The friends you keep determine the trouble you meet
For the a middle schooler, the need to be liked and accepted by a small group of “best friends” can seem like the most important thing in the world . Thats why the power and popularity of cliques is the greatest during middle school. Likewise, a sudden falling out with the group — one moment “in” and “out” the next moment; best friends on Friday, bitter enemies on Wednesday — can cause enormous pain and emotional upset.
~ Charlene Giannetti and Margaret Sagaresse,
The Roller Coaster Years: Raising Children Through the Maddening, Yet Magical Middle School Years, 1997
Gather a group of students together and ask them this question, “What is the number one reason people either quit a job or get fired?” You’ll hear some interesting answers but seldom does anyone know the correct answer. The correct response is, “Because they can’t get along with others.” For our children to succeed in life they need to finish school and master a few work skills. But the most important skill they’ll need is the ability to get along with their supervisors, co-workers, neighbors, friends, relatives, and family members. Parents and teachers needs to help young people master proper social and relationship skills before they enter the world of work.
Children today, especially in middle school, focus so much of their time and energy on peer issues. They face teasing, bullying, gossiping, and rudeness almost every day at school. By late elementary school and into middle school children often drift into small groups, or cliques. They identify these cliques with names such as the Jocks, Partiers, Populars, Nerds, Skateboarders, Druggies, and Wannabees. For many students it is extremely important to be in one of these group for two reasons. First of all, the clique provides member with a small group of friends with similar values and interests. Secondly, a clique provides each member a form of security or protection against other “different” groups of students.
Sociologists Patricia and Pete Adler, in their book, Peer Power: Preadolescent Culture and Identity, defined four categories of children’s peer groups. The Popular Clique is the cool group, structured along a hierarchy with the leader having great power. This group often makes up half of the school population. The Wannabees, which make up ten percent of the kids, hover around and mimic the popular set. Middle Friendship Circles involve small groups of about 5-15 loyal friends. The circles often include a few subgroups. This peer group involves about forty percent of the school. Finally there are the Nerds, Drifters, Dweebs, and Loners. These students are isolated with few friends. They comprise a very small percentage of students.
- At a young age encourage your children to interact with children of different races, religions, cultures, and socio-economics levels. Invite their friends into your house.
- Adults must model proper social skills.
- Teach children basic conflict resolution skills
- Tell children if they have a problem with another child, sit and talk. Remind them of the Native American saying, “Standing is confrontation, sittings is conversation.”
- Empathise. Let your children know that you are aware of how difficult peer relations can be at times. Say, “I’m sorry. I know it hurts.”
- Get children away from the television. Send them outdoors to play with other children. Outside is a good laboratory for learning “getting along” skills. They can’t learn social skills sitting in front of the television or computer.

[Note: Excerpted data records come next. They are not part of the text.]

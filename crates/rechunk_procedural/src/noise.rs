//! # Seeds and Simplex Noise
//!
//! Every generation service derives its randomness from one [`WorldSeed`].
//! Given the same seed, every function here returns exactly the same value
//! on any platform, which is what lets a regenerated tile match the tile
//! that was generated the first time.

/// World seed for deterministic generation.
#[derive(Clone, Copy, Debug, PartialEq, Eq, Hash)]
pub struct WorldSeed(u64);

impl WorldSeed {
    /// Creates a new world seed.
    #[inline]
    #[must_use]
    pub const fn new(seed: u64) -> Self {
        Self(seed)
    }

    /// Returns the raw seed value.
    #[inline]
    #[must_use]
    pub const fn value(self) -> u64 {
        self.0
    }

    /// Derives an independent sub-seed for one purpose (biomes, caves, ...).
    #[inline]
    #[must_use]
    pub const fn derive(self, purpose: u64) -> Self {
        let mut hash = self.0;
        hash ^= purpose;
        hash = hash.wrapping_mul(0x517c_c1b7_2722_0a95);
        hash ^= hash >> 32;
        Self(hash)
    }

    /// Hashes an integer pair under this seed (splitmix64 finaliser).
    ///
    /// Used to pick per-tile and per-region values without noise sampling.
    #[inline]
    #[must_use]
    pub const fn mix(self, a: i32, b: i32) -> u64 {
        let mut z = self.0
            ^ (a as u32 as u64).wrapping_mul(0x9e37_79b9_7f4a_7c15)
            ^ (b as u32 as u64).wrapping_mul(0xc2b2_ae3d_27d4_eb4f);
        z = (z ^ (z >> 30)).wrapping_mul(0xbf58_476d_1ce4_e5b9);
        z = (z ^ (z >> 27)).wrapping_mul(0x94d0_49bb_1331_11eb);
        z ^ (z >> 31)
    }
}

impl Default for WorldSeed {
    fn default() -> Self {
        Self(0xDEAD_BEEF_CAFE_BABE)
    }
}

/// Gradient directions for 2D simplex noise.
const GRADIENTS: [[i8; 2]; 12] = [
    [1, 0], [1, 1], [0, 1], [-1, 1],
    [-1, 0], [-1, -1], [0, -1], [1, -1],
    [1, 0], [0, 1], [-1, 0], [0, -1],
];

/// 2D Simplex noise generator.
///
/// Produces smooth, continuous values in `[-1, 1]`. Sampling is O(1) and
/// allocation free; the permutation table is built once per seed.
#[derive(Clone)]
pub struct SimplexNoise {
    /// 256-entry permutation, doubled so lookups never wrap.
    perm: [u8; 512],
}

impl SimplexNoise {
    /// Skewing factor for the 2D simplex grid, (sqrt(3) - 1) / 2.
    const F2: f64 = 0.366_025_403_784_439;
    /// Unskewing factor, (3 - sqrt(3)) / 6.
    const G2: f64 = 0.211_324_865_405_187;

    /// Creates a noise generator from a seed.
    #[must_use]
    pub fn new(seed: WorldSeed) -> Self {
        let mut perm = [0u8; 512];
        for (i, slot) in perm.iter_mut().take(256).enumerate() {
            *slot = i as u8;
        }

        // Fisher-Yates with xorshift64; zero state would never move.
        let mut state = seed.value() | 1;
        for i in (1..256).rev() {
            state ^= state << 13;
            state ^= state >> 7;
            state ^= state << 17;
            let j = (state % (i as u64 + 1)) as usize;
            perm.swap(i, j);
        }

        let (low, high) = perm.split_at_mut(256);
        high.copy_from_slice(low);

        Self { perm }
    }

    #[inline]
    fn hash(&self, index: usize) -> u8 {
        self.perm[index & 511]
    }

    /// Samples noise at `(x, y)`. Returns a value in `[-1, 1]`.
    #[must_use]
    pub fn sample(&self, x: f64, y: f64) -> f64 {
        let skew = (x + y) * Self::F2;
        let i = floor_to_i32(x + skew);
        let j = floor_to_i32(y + skew);

        let unskew = f64::from(i + j) * Self::G2;
        let x0 = x - (f64::from(i) - unskew);
        let y0 = y - (f64::from(j) - unskew);

        let (i1, j1) = if x0 > y0 { (1, 0) } else { (0, 1) };

        let x1 = x0 - f64::from(i1) + Self::G2;
        let y1 = y0 - f64::from(j1) + Self::G2;
        let x2 = x0 - 1.0 + 2.0 * Self::G2;
        let y2 = y0 - 1.0 + 2.0 * Self::G2;

        let ii = (i & 255) as usize;
        let jj = (j & 255) as usize;
        let i1 = i1 as usize;
        let j1 = j1 as usize;

        let g0 = self.hash(ii + self.hash(jj) as usize);
        let g1 = self.hash(ii + i1 + self.hash(jj + j1) as usize);
        let g2 = self.hash(ii + 1 + self.hash(jj + 1) as usize);

        let total = corner(x0, y0, g0) + corner(x1, y1, g1) + corner(x2, y2, g2);
        (70.0 * total).clamp(-1.0, 1.0)
    }

    /// Fractal Brownian motion: `octaves` layers of noise, normalised.
    ///
    /// `persistence` is the amplitude decay per octave, `lacunarity` the
    /// frequency growth. Result stays in `[-1, 1]`.
    #[must_use]
    pub fn fbm(&self, x: f64, y: f64, octaves: u32, persistence: f64, lacunarity: f64) -> f64 {
        let mut total = 0.0;
        let mut amplitude = 1.0;
        let mut frequency = 1.0;
        let mut max_amplitude = 0.0;

        for _ in 0..octaves {
            total += self.sample(x * frequency, y * frequency) * amplitude;
            max_amplitude += amplitude;
            amplitude *= persistence;
            frequency *= lacunarity;
        }

        if max_amplitude == 0.0 {
            0.0
        } else {
            total / max_amplitude
        }
    }

    /// Ridged noise, `1 - |n|` squared per octave. Result in `[0, 1]`.
    #[must_use]
    pub fn ridged(&self, x: f64, y: f64, octaves: u32, persistence: f64, lacunarity: f64) -> f64 {
        let mut total = 0.0;
        let mut amplitude = 1.0;
        let mut frequency = 1.0;
        let mut max_amplitude = 0.0;

        for _ in 0..octaves {
            let ridge = 1.0 - self.sample(x * frequency, y * frequency).abs();
            total += ridge * ridge * amplitude;
            max_amplitude += amplitude;
            amplitude *= persistence;
            frequency *= lacunarity;
        }

        if max_amplitude == 0.0 {
            0.0
        } else {
            total / max_amplitude
        }
    }

    /// Maps a sample onto `[0, 1]`.
    #[inline]
    #[must_use]
    pub fn sample_unit(&self, x: f64, y: f64) -> f64 {
        (self.sample(x, y) + 1.0) * 0.5
    }
}

impl std::fmt::Debug for SimplexNoise {
    fn fmt(&self, f: &mut std::fmt::Formatter<'_>) -> std::fmt::Result {
        f.debug_struct("SimplexNoise").finish_non_exhaustive()
    }
}

/// Contribution of one simplex corner.
#[inline]
fn corner(x: f64, y: f64, hash: u8) -> f64 {
    let t = 0.5 - x * x - y * y;
    if t < 0.0 {
        return 0.0;
    }
    let grad = GRADIENTS[(hash % 12) as usize];
    let t2 = t * t;
    t2 * t2 * (x * f64::from(grad[0]) + y * f64::from(grad[1]))
}

#[inline]
fn floor_to_i32(x: f64) -> i32 {
    let xi = x as i32;
    if x < f64::from(xi) {
        xi - 1
    } else {
        xi
    }
}

#[cfg(test)]
mod tests {
    use super::*;

    #[test]
    fn test_determinism() {
        let seed = WorldSeed::new(12345);
        let a = SimplexNoise::new(seed);
        let b = SimplexNoise::new(seed);

        for i in 0..200 {
            let x = f64::from(i) * 0.37 - 20.0;
            let y = f64::from(i) * 0.11 + 5.0;
            assert_eq!(a.sample(x, y), b.sample(x, y));
            assert_eq!(a.fbm(x, y, 4, 0.5, 2.0), b.fbm(x, y, 4, 0.5, 2.0));
        }
    }

    #[test]
    fn test_different_seeds_differ() {
        let a = SimplexNoise::new(WorldSeed::new(1));
        let b = SimplexNoise::new(WorldSeed::new(2));
        let differing = (0..50)
            .filter(|&i| {
                let x = f64::from(i) * 1.7 + 0.3;
                a.sample(x, x * 0.5) != b.sample(x, x * 0.5)
            })
            .count();
        assert!(differing > 40, "Seeds should decorrelate noise, only {differing} differ");
    }

    #[test]
    fn test_range() {
        let noise = SimplexNoise::new(WorldSeed::new(42));
        for i in 0..10_000 {
            let x = f64::from(i) * 0.1 - 500.0;
            let y = f64::from(i) * 0.13 - 650.0;
            let v = noise.sample(x, y);
            assert!((-1.0..=1.0).contains(&v), "Value {v} out of range at ({x}, {y})");
            let u = noise.sample_unit(x, y);
            assert!((0.0..=1.0).contains(&u));
        }
    }

    #[test]
    fn test_continuity() {
        let noise = SimplexNoise::new(WorldSeed::new(42));
        let v1 = noise.sample(100.0, 100.0);
        let v2 = noise.sample(100.001, 100.0);
        assert!((v1 - v2).abs() < 0.01, "Noise should be continuous");
    }

    #[test]
    fn test_seed_derivation() {
        let base = WorldSeed::new(42);
        assert_ne!(base.derive(1), base.derive(2));
        assert_eq!(base.derive(1), base.derive(1));
        assert_ne!(base.derive(1), base);
    }

    #[test]
    fn test_mix_spreads_neighbors() {
        let seed = WorldSeed::new(7);
        assert_eq!(seed.mix(3, -4), seed.mix(3, -4));
        assert_ne!(seed.mix(3, -4), seed.mix(-4, 3));
        assert_ne!(seed.mix(0, 0), seed.mix(0, 1));
        assert_ne!(seed.mix(0, 0), WorldSeed::new(8).mix(0, 0));
    }
}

- Be a good listener. Most of the time when children are venting, they don’t want advice, they just want us to truly listen.
- Teach children kindness. Just because someone is rude to them, they shouldn’t return the rudeness. Revenge doesn’t work!
- When your child tells you about a peer problem, place much of the responsibility back on the child by saying, “What are you going to do about it?”
- Teach children how to control their emotions. Children who are easily angered or who cry in front of their peers are more apt to get teased or ignored.
- Tell your child the cold but true fact, “Not everyone is going to like you.”
- Remind your child your child to carefully monitor who he or she “hangs out” with. If others are being rude, it is ok walk away.
- Tell your child not to believe everything they hear their classmates say. Adolescents love to gossip, and much of what they say is exaggerated.
- Do your best to let your child handle their own problems. Do not contact the school until you they have done their best they could do to solve the problem on their own.
- Be patient! Your adolescent will have numerous mood swings. One day Luke is upbeat and telling you about his “neat” friends. The next day he may be irritable and mumble, “I don’t have any true friends!”
- Parents, even through the adolescent years, need to develop a close bond/ connectedness with their children. Teen expert, Jay McGraw notes, “When there is no family connection, teens look outside the family for a group identity, support, esteem, validation, and friendships.”
- In the classroom teachers can encourage group work and cooperative which allow children to interactive and socialize.
- Parents should encourage their children to get involved in clubs, sports and other activities that bring children of all races and cultures together. A good coach or club leader can be great teachers of relationship skills.